Peirushim ha'Mekubalim - Received Explanations from Moshe
This category of laws are, like Halakhot l'Moshe m'Sinai, received explanations from Moshe. However, unlike Halakhot l'Moshe m'Sinai they can be supported through exegetic analysis, i.e. they have a remez – a hint – to them in the written Torah. Examples in the Talmud are found in Bava Metzia 22a, Sanhedrin 75a, Avoda Zara 76b and Shavuot 19a.This is unlike a Halakha l'Moshe m'Sinai which can only have a "asmachta b'alma" - an associated verse with the law but from which one is unable to theoretically derive the law. See Rambam, Hakdama l’Peirush ha’Mishnayot.
The Rambam in Sefer ha'Mitzvot, Shoresh Shayni, writes that discovering scriptural hints for already known laws “shows the wisdom of the written Torah” in that it demonstrates how the Oral Torah is planted within the written Torah. Also see the Hakdama l’Mishna, pgs. 11-12 (M’hochmat ha’Torah…). R. Zvi Lampel extends this idea and points out that the Sages looked for scriptural support for well-known facts such as natural phenomena For example, the Sages bring scriptural support for the ability of rain to cause plant growth (Ketubot 10b; also see Bava Batra 25b, Gitten 6a and Taanit 9b). He explains that since the Torah is the blueprint of existence it should include everything within it in some hinted way. However, this understanding of "Received Explanations" does seems to contradict the Talmudic rule "s'vara hi, lama li kra - it is logical, why is a verse required." In a later post we will discuss the role of logic in the halakhic system.
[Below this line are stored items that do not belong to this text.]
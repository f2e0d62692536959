// Copyright 2023-Present Datadog, Inc. https://www.datadoghq.com/
// SPDX-License-Identifier: Apache-2.0

//! Bounded intake queue between `track` and the assembler.
//!
//! Records are kept in one FIFO per stream, with a single capacity shared by
//! all streams. When the backlog is full:
//! - [`Backlog::add`] fails immediately with [`TrackerError::CapacityExceeded`]
//! - [`Backlog::add_with_wait`] waits up to a timeout for the assembler to make
//!   room, then fails with the same error
//!
//! Hosts can replace the backlog with their own [`EventStorage`].

use std::collections::{HashMap, VecDeque};
use std::sync::{Mutex, MutexGuard, PoisonError};
use std::time::Duration;

use async_trait::async_trait;
use tokio::sync::Notify;
use tokio::time::Instant;
use tracing::warn;

use crate::constants::STORAGE_POLL_INTERVAL;
use crate::errors::TrackerError;
use crate::flush::deadline_after;
use crate::record::Record;

/// Storage for records waiting to be batched.
///
/// Producers call `add` concurrently; a single assembler calls `take`.
#[async_trait]
pub trait EventStorage: Send + Sync {
    /// Enqueues without waiting.
    fn add(&self, record: Record) -> Result<(), TrackerError>;

    /// Enqueues, waiting at most `timeout` for space. Unbounded storages can
    /// keep the default.
    async fn add_with_wait(&self, record: Record, timeout: Duration) -> Result<(), TrackerError> {
        let _ = timeout;
        self.add(record)
    }

    /// Pops the oldest record for `stream`, if any.
    fn take(&self, stream: &str) -> Option<Record>;

    fn len(&self) -> usize;

    fn is_empty(&self) -> bool {
        self.len() == 0
    }

    /// Resolves when records may have been added. The default polls.
    async fn records_available(&self) {
        tokio::time::sleep(STORAGE_POLL_INTERVAL).await;
    }
}

#[derive(Debug, Default)]
struct Queues {
    by_stream: HashMap<String, VecDeque<Record>>,
    len: usize,
}

#[derive(Debug)]
pub struct Backlog {
    queues: Mutex<Queues>,
    capacity: usize,
    records_available: Notify,
    space_available: Notify,
}

impl Backlog {
    pub fn new(capacity: usize) -> Self {
        Self {
            queues: Mutex::new(Queues::default()),
            capacity,
            records_available: Notify::new(),
            space_available: Notify::new(),
        }
    }

    fn lock(&self) -> MutexGuard<'_, Queues> {
        self.queues.lock().unwrap_or_else(PoisonError::into_inner)
    }

    fn try_push(&self, record: Record) -> Result<(), Record> {
        {
            let mut queues = self.lock();
            if queues.len >= self.capacity {
                return Err(record);
            }
            queues
                .by_stream
                .entry(record.stream().to_string())
                .or_default()
                .push_back(record);
            queues.len += 1;
        }
        self.records_available.notify_one();
        Ok(())
    }

    fn capacity_error(&self, stream: &str) -> TrackerError {
        warn!(
            stream = %stream,
            capacity = self.capacity,
            "Backlog full, rejecting record"
        );
        TrackerError::CapacityExceeded {
            stream: stream.to_string(),
            capacity: self.capacity,
        }
    }
}

#[async_trait]
impl EventStorage for Backlog {
    fn add(&self, record: Record) -> Result<(), TrackerError> {
        self.try_push(record)
            .map_err(|rejected| self.capacity_error(rejected.stream()))
    }

    async fn add_with_wait(
        &self,
        mut record: Record,
        timeout: Duration,
    ) -> Result<(), TrackerError> {
        let deadline = deadline_after(Instant::now(), timeout);
        loop {
            // Register interest before checking so a concurrent take can't be missed
            let notified = self.space_available.notified();
            tokio::pin!(notified);
            notified.as_mut().enable();

            match self.try_push(record) {
                Ok(()) => return Ok(()),
                Err(rejected) => record = rejected,
            }

            if tokio::time::timeout_at(deadline, notified).await.is_err() {
                return Err(self.capacity_error(record.stream()));
            }
        }
    }

    fn take(&self, stream: &str) -> Option<Record> {
        let record = {
            let mut queues = self.lock();
            let record = queues.by_stream.get_mut(stream)?.pop_front()?;
            queues.len -= 1;
            record
        };
        self.space_available.notify_waiters();
        Some(record)
    }

    fn len(&self) -> usize {
        self.lock().len
    }

    async fn records_available(&self) {
        self.records_available.notified().await;
    }
}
Sometimes these received explanations can contradict the plain meaning of the text. See, for example, Mechilta on Mishpatim, Makkot 22a, Sotah 16a, and Mishneh la’Melech on Chametz u’Matza 1:7).
Lastly, there can also be hints to these laws from Nakh (for example, Berachot 8a or 48b). In this case the laws have the status of Biblical law (see Torat ha’Nevi’im of Maharatz Chayes).